Powerpoint: The Butcher's Paper of the 21st Century

PowerPoint has been around since 1987 but I am constantly shocked by teachers, presenters and students who use it in utterly appalling ways. Remember teacher inservice days where every surface of the room was covered with butcher's paper? Powerpoint is the butcher's paper of the 21st Century, putting yet another generation of learners into a hypnotic stupor. I feel sorry for anyone who tries to use it for their presentations these days because it has such a stigma attached to it. My pet hates are stupid sounds, transitions and having more than 4 lines of text per slide. Consider the Year 10 student whose recent Geography assignment involved using PowerPoint for a Geography essay. Yes, an essay. The student was told they had to create a PowerPoint with 30 slides and that they had to put MORE than 4 lines of text on each page. There was no presenting involved with this presentation and no originality. I have seen some great activities using PowerPoint with infants classes (I prefer Open Office Impress because it is free and Prezi makes me seasick), but they are exceptions. This Year 10 assignment has to be one of the worst. I have been preaching how to use presentation software effectively for years. As someone said, your slide show is meant to be a visual aid and not a visual distraction or sleeping pill. This week I have collected some slide show tips as well as some great ideas for using presentation software in the classroom.

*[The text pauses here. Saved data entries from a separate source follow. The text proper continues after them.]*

//! Engine error taxonomy.
//!
//! `ConcurrentUpdate` is the only retryable class: the command pipeline
//! re-runs the whole unit of work a bounded number of times before surfacing
//! it. Everything else propagates to the caller after rollback.

use thiserror::Error;
use uuid::Uuid;

use windlass_types::entity::EntityKind;
use windlass_types::error::StorageError;

use crate::expression::ExpressionError;

/// Errors raised by engine commands and the interpreter.
#[derive(Debug, Error)]
pub enum EngineError {
    /// An optimistic-lock revision check failed at flush time.
    #[error("concurrent update on {kind} {id}")]
    ConcurrentUpdate { kind: EntityKind, id: Uuid },

    /// A referenced entity does not exist. Never retried.
    #[error("{kind} {id} not found")]
    NotFound { kind: EntityKind, id: Uuid },

    /// No process definition registered under the key.
    #[error("unknown process definition '{0}'")]
    UnknownDefinition(String),

    /// The definition references an activity that is not in the graph.
    #[error("definition '{definition}' has no activity '{activity}'")]
    UnknownActivity {
        definition: String,
        activity: String,
    },

    /// The definition references a transition that is not in the graph.
    #[error("definition '{definition}' has no transition '{transition}'")]
    UnknownTransition {
        definition: String,
        transition: String,
    },

    /// No delegate handler registered under the key.
    #[error("no delegate handler registered for '{0}'")]
    UnknownHandler(String),

    /// A transition guard failed to evaluate.
    #[error("guard evaluation failed: {0}")]
    GuardEvaluation(#[from] ExpressionError),

    /// An explicitly taken transition's guard evaluated to false.
    #[error("guard rejected transition '{transition}'")]
    GuardRejected { transition: String },

    /// An activity has outgoing transitions but none was enabled.
    #[error("no outgoing transition enabled at activity '{activity}'")]
    NoTransitionEnabled { activity: String },

    /// A delegate handler raised a business error and no error boundary
    /// applied. The unit of work was rolled back in full.
    #[error("delegate failed at activity '{activity}': {message}")]
    Delegate { activity: String, message: String },

    /// The execution is suspended and rejects signals and writes.
    #[error("execution {execution_id} is suspended")]
    Suspended { execution_id: Uuid },

    /// Non-conflict storage failure.
    #[error(transparent)]
    Storage(StorageError),

    /// Internal invariant violation.
    #[error("illegal engine state: {0}")]
    IllegalState(String),
}

impl EngineError {
    /// Whether the command pipeline may re-run the unit of work.
    pub fn is_retryable(&self) -> bool {
        matches!(self, EngineError::ConcurrentUpdate { .. })
    }
}

impl From<StorageError> for EngineError {
    fn from(e: StorageError) -> Self {
        match e {
            StorageError::Conflict { kind, id } => EngineError::ConcurrentUpdate { kind, id },
            StorageError::NotFound { kind, id } => EngineError::NotFound { kind, id },
            other => EngineError::Storage(other),
        }
    }
}
//! Storage backend port.
//!
//! The engine consumes a transactional row store through this trait; the
//! infrastructure layer (windlass-infra) implements it for SQLite and an
//! in-memory table set. Every row carries an optimistic-lock revision, and
//! `apply` is the engine's only write path: one batch per unit of work,
//! all-or-nothing.

use uuid::Uuid;

use windlass_types::entity::{EntityKind, Selector, StoredEntity, WriteOp};
use windlass_types::error::StorageError;

/// Transactional key/row store with optimistic-lock revisions.
///
/// Uses native async fn in traits (Rust 2024 edition, no async_trait macro).
pub trait StorageBackend: Send + Sync + 'static {
    /// Load one entity by kind and id.
    fn select_by_id(
        &self,
        kind: EntityKind,
        id: Uuid,
    ) -> impl std::future::Future<Output = Result<Option<StoredEntity>, StorageError>> + Send;

    /// Load all entities matching a selector, in the selector's ordering.
    fn select_matching(
        &self,
        selector: &Selector,
    ) -> impl std::future::Future<Output = Result<Vec<StoredEntity>, StorageError>> + Send;

    /// Apply a write batch atomically.
    ///
    /// Updates and deletes name the revision the unit of work read; if any
    /// stored revision differs, nothing is applied and the call fails with
    /// `StorageError::Conflict` for the first mismatching entity.
    fn apply(
        &self,
        batch: &[WriteOp],
    ) -> impl std::future::Future<Output = Result<(), StorageError>> + Send;
}
//! Execution-tree interpreter.
//!
//! Executions advance through the process graph by draining an explicit FIFO
//! queue of atomic operations on the command context; there is no recursion,
//! so arbitrarily deep fork fan-outs and scope nestings run in constant
//! stack. A wait state is simply an execution left active at an activity
//! with nothing queued -- the unit of work ends, and resumption is a fresh
//! command (signal, job firing, API call).

pub mod behavior;
pub mod ops;
pub mod variables;

pub use ops::{AtomicOperation, run_operations};
fn parse_job_kind(s: &str) -> Result<JobKind, StorageError> {
    match s {
        "timer" => Ok(JobKind::Timer),
        "async_continuation" => Ok(JobKind::AsyncContinuation),
        other => Err(StorageError::Corrupt(format!("invalid job kind '{other}'"))),
    }
}

// ---------------------------------------------------------------------------
// Internal row types
// ---------------------------------------------------------------------------

struct ExecutionRow {
    id: String,
    process_instance_id: String,
    parent_id: Option<String>,
    definition_key: String,
    activity_id: Option<String>,
    is_active: bool,
    is_concurrent: bool,
    is_scope: bool,
    is_suspended: bool,
    waiting_signal: Option<String>,
    tenant_id: Option<String>,
    revision: i64,
}

impl ExecutionRow {
    fn from_row(row: &SqliteRow) -> Result<Self, sqlx::Error> {
        Ok(Self {
            id: row.try_get("id")?,
            process_instance_id: row.try_get("process_instance_id")?,
            parent_id: row.try_get("parent_id")?,
            definition_key: row.try_get("definition_key")?,
            activity_id: row.try_get("activity_id")?,
            is_active: row.try_get("is_active")?,
            is_concurrent: row.try_get("is_concurrent")?,
            is_scope: row.try_get("is_scope")?,
            is_suspended: row.try_get("is_suspended")?,
            waiting_signal: row.try_get("waiting_signal")?,
            tenant_id: row.try_get("tenant_id")?,
            revision: row.try_get("revision")?,
        })
    }

    fn into_entity(self) -> Result<ExecutionEntity, StorageError> {
        Ok(ExecutionEntity {
            id: parse_uuid(&self.id)?,
            process_instance_id: parse_uuid(&self.process_instance_id)?,
            parent_id: self.parent_id.as_deref().map(parse_uuid).transpose()?,
            definition_key: self.definition_key,
            activity_id: self.activity_id,
            is_active: self.is_active,
            is_concurrent: self.is_concurrent,
            is_scope: self.is_scope,
            is_suspended: self.is_suspended,
            waiting_signal: self.waiting_signal,
            tenant_id: self.tenant_id,
            revision: self.revision,
        })
    }
}

struct JobRow {
    id: String,
    kind: String,
    due_date: String,
    execution_id: String,
    payload: String,
    retries: i64,
    failures: i64,
    lock_owner: Option<String>,
    lock_expiry: Option<String>,
    failure_reason: Option<String>,
    tenant_id: Option<String>,
    revision: i64,
}

impl JobRow {
    fn from_row(row: &SqliteRow) -> Result<Self, sqlx::Error> {
        Ok(Self {
            id: row.try_get("id")?,
            kind: row.try_get("kind")?,
            due_date: row.try_get("due_date")?,
            execution_id: row.try_get("execution_id")?,
            payload: row.try_get("payload")?,
            retries: row.try_get("retries")?,
            failures: row.try_get("failures")?,
            lock_owner: row.try_get("lock_owner")?,
            lock_expiry: row.try_get("lock_expiry")?,
            failure_reason: row.try_get("failure_reason")?,
            tenant_id: row.try_get("tenant_id")?,
            revision: row.try_get("revision")?,
        })
    }

    fn into_entity(self) -> Result<JobEntity, StorageError> {
        Ok(JobEntity {
            id: parse_uuid(&self.id)?,
            kind: parse_job_kind(&self.kind)?,
            due_date: parse_datetime(&self.due_date)?,
            execution_id: parse_uuid(&self.execution_id)?,
            payload: serde_json::from_str(&self.payload)
                .map_err(|e| StorageError::Corrupt(format!("invalid job payload: {e}")))?,
            retries: self.retries as u32,
            failures: self.failures as u32,
            lock_owner: self.lock_owner,
            lock_expiry: self.lock_expiry.as_deref().map(parse_datetime).transpose()?,
            failure_reason: self.failure_reason,
            tenant_id: self.tenant_id,
            revision: self.revision,
        })
    }
}

struct VariableRow {
    id: String,
    execution_id: String,
    name: String,
    value: String,
    revision: i64,
}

Cool Things I Discovered This Week:

  • PowerPoint is good for hypnotising chickens.
  • Great PD opportunity: 31 Days to Become a Better Ed Tech Leader
  • Kids can be historians
  • The Creative Thinking Spiral: "In this process, people imagine what they want to do, create a project based on their ideas, play with their creations, share their ideas and creations with others, and reflect on their experiences—all of which leads them to imagine new ideas and new projects. As students go through this process, over and over, they learn to develop their own ideas, try them out, test the boundaries, experiment with alternatives, get input from others, and generate new ideas based on their experiences." This sadly is still a foreign concept in many classrooms.
  • A great Art site

1 comment:

  1. I have to agree with you. Microsoft has a physical and emotional hold over some people. How many times do kids get set the task of producing a brochure using MS Publisher. Its actually easier to create a website or a blog with active links & videos etc than it is to create a brochure (which is in many ways redundant as a communication tool in certain contexts).